Problem to work on
Your answer should consist of all lines in the listing that hold the word "restored".

___

//! Discovery Listener
//!
//! Turns market lifecycle notifications into registry entries, persisted
//! market records and subscription requests. Duplicate notifications are
//! harmless: registration is idempotent and subscribing twice is a no-op.

use std::sync::atomic::{AtomicU64, Ordering};
use std::sync::Arc;
use tracing::{debug, info};

use crate::config::DiscoveryConfig;
use crate::feed::messages::{LifecycleEvent, LifecycleFrame};
use crate::feed::FeedHandle;
use crate::ingest::write_buffer::RecordSender;
use crate::models::{Market, MarketStatus, TimestampMs};
use crate::registry::{MarketRegistry, RegisterOutcome};
use crate::storage::StorageRecord;

#[derive(Debug, Default)]
pub struct DiscoveryStats {
    pub markets_discovered: AtomicU64,
    pub markets_activated: AtomicU64,
    pub markets_closed: AtomicU64,
    pub subscriptions_requested: AtomicU64,
    pub duplicates: AtomicU64,
}

impl DiscoveryStats {
    pub fn summary(&self) -> String {
        format!(
            "discovered={}, activated={}, closed={}, subscribe_requests={}, duplicates={}",
            self.markets_discovered.load(Ordering::Relaxed),
            self.markets_activated.load(Ordering::Relaxed),
            self.markets_closed.load(Ordering::Relaxed),
            self.subscriptions_requested.load(Ordering::Relaxed),
            self.duplicates.load(Ordering::Relaxed),
        )
    }
}

/// What a lifecycle notification did to the registry.
#[derive(Debug, Clone, Copy, PartialEq, Eq)]
pub enum LifecycleOutcome {
    Registered { subscribed: bool },
    Activated { subscribed: bool },
    Ended(MarketStatus),
    Ignored,
}

#[derive(Clone)]
pub struct DiscoveryListener {
    registry: Arc<MarketRegistry>,
    feed: FeedHandle,
    records: RecordSender,
    config: DiscoveryConfig,
    stats: Arc<DiscoveryStats>,
}

impl DiscoveryListener {
    pub fn new(
        registry: Arc<MarketRegistry>,
        feed: FeedHandle,
        records: RecordSender,
        config: DiscoveryConfig,
    ) -> Self {
        Self {
            registry,
            feed,
            records,
            config,
            stats: Arc::new(DiscoveryStats::default()),
        }
    }

    pub fn stats(&self) -> Arc<DiscoveryStats> {
        Arc::clone(&self.stats)
    }

    pub async fn on_lifecycle(&self, frame: &LifecycleFrame) -> LifecycleOutcome {
        match frame.event {
            LifecycleEvent::Created => self.on_created(frame).await,
            LifecycleEvent::Activated => self.on_activated(frame).await,
            LifecycleEvent::Closed => self.on_ended(frame, MarketStatus::Closed).await,
            LifecycleEvent::Settled => self.on_ended(frame, MarketStatus::Settled).await,
            LifecycleEvent::Other => {
                debug!(ticker = %frame.market_ticker, "Ignoring lifecycle event");
                LifecycleOutcome::Ignored
            }
        }
    }

    async fn on_created(&self, frame: &LifecycleFrame) -> LifecycleOutcome {
        let market = Market::new(frame.market_ticker.clone(), frame.ts);
        if self.registry.register(market.clone()) == RegisterOutcome::AlreadyKnown {
            self.stats.duplicates.fetch_add(1, Ordering::Relaxed);
            debug!(ticker = %frame.market_ticker, "Market already known");
            return LifecycleOutcome::Ignored;
        }

        self.stats.markets_discovered.fetch_add(1, Ordering::Relaxed);
        self.records.send(StorageRecord::Market(market)).await;
        let subscribed = self.maybe_subscribe(&frame.market_ticker).await;
        info!(ticker = %frame.market_ticker, subscribed, "Discovered market");
        LifecycleOutcome::Registered { subscribed }
    }

    async fn on_activated(&self, frame: &LifecycleFrame) -> LifecycleOutcome {
        let ticker = &frame.market_ticker;
        let inserted = self.registry.register(Market::new(ticker.clone(), frame.ts))
            == RegisterOutcome::Inserted;

        let changed = self.registry.with_cell(ticker, |cell| {
            let changed = inserted || cell.market.status != MarketStatus::Active;
            if changed {
                cell.market.status = MarketStatus::Active;
                cell.market.updated_at = cell.market.updated_at.max(frame.ts);
            }
            changed.then(|| cell.market.clone())
        });

        let Some(Some(market)) = changed else {
            self.stats.duplicates.fetch_add(1, Ordering::Relaxed);
            return LifecycleOutcome::Ignored;
        };

        self.stats.markets_activated.fetch_add(1, Ordering::Relaxed);
        self.records.send(StorageRecord::Market(market)).await;
        let subscribed = self.maybe_subscribe(ticker).await;
        info!(ticker = %ticker, subscribed, "Market active");
        LifecycleOutcome::Activated { subscribed }
    }

    async fn on_ended(&self, frame: &LifecycleFrame, status: MarketStatus) -> LifecycleOutcome {
        let ticker = &frame.market_ticker;
        // Unknown markets are still recorded so their history is addressable.
        self.registry.register(Market::new(ticker.clone(), frame.ts));

        let update = self.registry.with_cell(ticker, |cell| {
            if cell.market.status == status {
                return None;
            }
            cell.market.status = status;
            cell.market.updated_at = cell.market.updated_at.max(frame.ts);
            Some((cell.market.clone(), cell.subscribed))
        });

        let Some(Some((market, was_subscribed))) = update else {
            self.stats.duplicates.fetch_add(1, Ordering::Relaxed);
            return LifecycleOutcome::Ignored;
        };

        self.stats.markets_closed.fetch_add(1, Ordering::Relaxed);
        self.records.send(StorageRecord::Market(market)).await;
        if was_subscribed {
            self.feed.unsubscribe(vec![ticker.clone()]).await;
        }
        info!(ticker = %ticker, status = status.as_str(), "Market ended");
        LifecycleOutcome::Ended(status)
    }

    async fn maybe_subscribe(&self, ticker: &str) -> bool {
        if !self.config.auto_subscribe || !self.config.is_eligible(ticker) {
            return false;
        }
        self.stats.subscriptions_requested.fetch_add(1, Ordering::Relaxed);
        self.feed.subscribe(vec![ticker.to_string()]).await
    }

    /// Startup: register markets persisted as active by a previous run plus
    /// the configured seed tickers, and request subscriptions for them.
    /// Returns the tickers requested.
    pub async fn bootstrap(&self, restored: Vec<Market>, now: TimestampMs) -> Vec<String> {
        let mut tickers = Vec::new();

        if self.config.restore_active {
            for market in restored {
                if market.status != MarketStatus::Active {
                    continue;
                }
                tickers.push(market.ticker.clone());
                self.registry.register(market);
            }
        }

        for ticker in &self.config.seed_tickers {
            if self.registry.register(Market::new(ticker.clone(), now)) == RegisterOutcome::Inserted {
                if let Some(market) = self.registry.with_cell(ticker, |c| c.market.clone()) {
                    self.records.send(StorageRecord::Market(market)).await;
                }
            }
            if !tickers.contains(ticker) {
                tickers.push(ticker.clone());
            }
        }

        if !tickers.is_empty() {
            info!(markets = tickers.len(), "Restoring subscriptions");
            self.feed.subscribe(tickers.clone()).await;
        }
        tickers
    }
}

___

Result of the task
    pub async fn bootstrap(&self, restored: Vec<Market>, now: TimestampMs) -> Vec<String> {
            for market in restored {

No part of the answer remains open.